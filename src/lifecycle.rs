//! Lifecycle signaling between a host surface and its subscriptions.
//!
//! A host (a screen, a connection, a test harness) owns a [`LifecycleOwner`]
//! and flips it between active and inactive as its visibility changes;
//! subscriptions hold cheap [`LifecycleHandle`] clones and gate delivery on
//! the observed phase. Destruction is terminal and fans out to every handle.

use thiserror::Error;
use tokio::sync::watch;

/// Phase of a host surface.
#[derive(Debug, Clone, Copy, PartialEq, Eq)]
pub enum LifecycleState {
    /// Constructed or backgrounded; deliveries are held.
    Inactive,
    /// Visible; deliveries flow.
    Active,
    /// Torn down. Terminal.
    Destroyed,
}

/// Error returned by handle waits once the owner is destroyed.
#[derive(Debug, Error, PartialEq, Eq)]
#[error("lifecycle destroyed")]
pub struct LifecycleDestroyed;

/// The writing side of a lifecycle. Dropping it destroys the lifecycle.
pub struct LifecycleOwner {
    tx: watch::Sender<LifecycleState>,
}

impl LifecycleOwner {
    /// A lifecycle starting out inactive.
    pub fn new() -> Self {
        Self {
            tx: watch::Sender::new(LifecycleState::Inactive),
        }
    }

    /// A lifecycle starting out active.
    pub fn started() -> Self {
        Self {
            tx: watch::Sender::new(LifecycleState::Active),
        }
    }

    pub fn handle(&self) -> LifecycleHandle {
        LifecycleHandle {
            rx: self.tx.subscribe(),
        }
    }

    /// Flip between active and inactive. No-op after destruction.
    pub fn set_active(&self, active: bool) {
        let target = if active {
            LifecycleState::Active
        } else {
            LifecycleState::Inactive
        };
        self.tx.send_if_modified(|state| {
            if *state == LifecycleState::Destroyed || *state == target {
                false
            } else {
                *state = target;
                true
            }
        });
    }

    /// Destroy the lifecycle. Idempotent and terminal.
    pub fn destroy(&self) {
        self.tx.send_if_modified(|state| {
            if *state == LifecycleState::Destroyed {
                false
            } else {
                *state = LifecycleState::Destroyed;
                true
            }
        });
    }
}

impl Default for LifecycleOwner {
    fn default() -> Self {
        Self::new()
    }
}

impl Drop for LifecycleOwner {
    fn drop(&mut self) {
        self.destroy();
    }
}

/// Read side of a lifecycle. Cheap to clone; every clone observes the same
/// phase changes.
#[derive(Clone)]
pub struct LifecycleHandle {
    rx: watch::Receiver<LifecycleState>,
}

impl LifecycleHandle {
    pub fn current(&self) -> LifecycleState {
        *self.rx.borrow()
    }

    pub fn is_active(&self) -> bool {
        self.current() == LifecycleState::Active
    }

    /// Wait for the next phase change and return the new phase.
    pub async fn changed(&mut self) -> Result<LifecycleState, LifecycleDestroyed> {
        // The owner destroys on drop, so a closed channel and an observed
        // Destroyed are the same condition.
        if self.rx.changed().await.is_err() {
            return Err(LifecycleDestroyed);
        }
        let state = *self.rx.borrow_and_update();
        if state == LifecycleState::Destroyed {
            Err(LifecycleDestroyed)
        } else {
            Ok(state)
        }
    }

    /// Resolve once the phase is `Active`.
    pub async fn wait_active(&mut self) -> Result<(), LifecycleDestroyed> {
        match self
            .rx
            .wait_for(|state| *state != LifecycleState::Inactive)
            .await
        {
            Ok(state) if *state == LifecycleState::Active => Ok(()),
            _ => Err(LifecycleDestroyed),
        }
    }

    /// Resolve once the lifecycle is destroyed.
    pub async fn destroyed(&mut self) {
        let _ = self
            .rx
            .wait_for(|state| *state == LifecycleState::Destroyed)
            .await;
    }
}
//! Debug-mode reducer purity guard.
//!
//! A reducer must be a pure function of its input state. Accidental impurity
//! (mutating captured data, reading a clock or counter, taking from a shared
//! queue) produces bugs that only surface under reordering, so in debug mode
//! every reducer runs twice against the same input: if the two outputs
//! differ, the guard panics with a [`PurityViolation`] naming the first
//! divergent field.

use std::panic::panic_any;

use crate::state::State;
use crate::store::StateReducer;

/// Panic payload raised when a reducer produces different outputs for the
/// same input. The store treats this as fatal rather than an ordinary
/// reducer panic.
#[derive(Debug)]
pub struct PurityViolation {
    pub message: String,
}

/// Wrap a reducer so it is invoked twice and the outputs compared. The first
/// invocation's output is the one committed.
pub(crate) fn checked_reducer<S: State>(
    reducer: impl Fn(S) -> S + Send + 'static,
) -> StateReducer<S> {
    Box::new(move |state: S| {
        let first = reducer(state.clone());
        let second = reducer(state);
        if first != second {
            panic_any(PurityViolation {
                message: divergence_message(&first, &second),
            });
        }
        first
    })
}

fn divergence_message<S: State>(first: &S, second: &S) -> String {
    match first_divergent_field(first, second) {
        Some((name, a, b)) => format!(
            "impure reducer: running it twice on the same input changed `{name}` \
             ({a} != {b}); reducers must be pure functions of their input state"
        ),
        None => format!(
            "impure reducer: running it twice on the same input produced different \
             states ({first:?} != {second:?}); reducers must be pure functions of \
             their input state"
        ),
    }
}

/// Compare the structural views field by field. Returns `None` when either
/// state does not expose fields or the views do not line up, in which case
/// the message falls back to whole-state `Debug` output.
fn first_divergent_field<S: State>(first: &S, second: &S) -> Option<(String, String, String)> {
    let a = first.fields()?;
    let b = second.fields()?;
    if a.len() != b.len() {
        return None;
    }
    for (fa, fb) in a.into_iter().zip(b) {
        if fa.name != fb.name {
            return None;
        }
        if fa.rendered != fb.rendered {
            return Some((fa.name.to_string(), fa.rendered, fb.rendered));
        }
    }
    None
}

#[cfg(test)]
mod tests {
    use super::*;
    use crate::state::FieldValue;
    use std::panic::{catch_unwind, AssertUnwindSafe};
    use std::sync::atomic::{AtomicI64, Ordering};
    use std::sync::Arc;

    #[derive(Clone, PartialEq, Debug)]
    struct Counter {
        count: i64,
        label: String,
    }

    impl State for Counter {
        fn fields(&self) -> Option<Vec<FieldValue>> {
            Some(vec![
                FieldValue::new("count", &self.count),
                FieldValue::new("label", &self.label),
            ])
        }
    }

    #[test]
    fn pure_reducer_commits_first_output() {
        let checked = checked_reducer(|s: Counter| Counter {
            count: s.count + 1,
            ..s
        });
        let out = checked(Counter {
            count: 1,
            label: "a".into(),
        });
        assert_eq!(out.count, 2);
    }

    #[test]
    fn impure_reducer_raises_violation_naming_the_field() {
        let ticks = Arc::new(AtomicI64::new(0));
        let checked = checked_reducer(move |s: Counter| Counter {
            count: ticks.fetch_add(1, Ordering::SeqCst),
            ..s
        });
        let payload = catch_unwind(AssertUnwindSafe(|| {
            checked(Counter {
                count: 0,
                label: "a".into(),
            })
        }))
        .unwrap_err();
        let violation = payload.downcast_ref::<PurityViolation>().unwrap();
        assert!(violation.message.contains("`count`"), "{}", violation.message);
    }

    #[test]
    fn divergence_without_fields_falls_back_to_debug() {
        #[derive(Clone, PartialEq, Debug)]
        struct Opaque(i64);
        impl State for Opaque {}

        let msg = divergence_message(&Opaque(1), &Opaque(2));
        assert!(msg.contains("Opaque(1)"), "{msg}");
        assert!(msg.contains("Opaque(2)"), "{msg}");
    }
}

**Work required:**
A line counts if it holds the word "FieldValue". How many lines of the entries count? Give the number only.

**Answer to this problem:**
4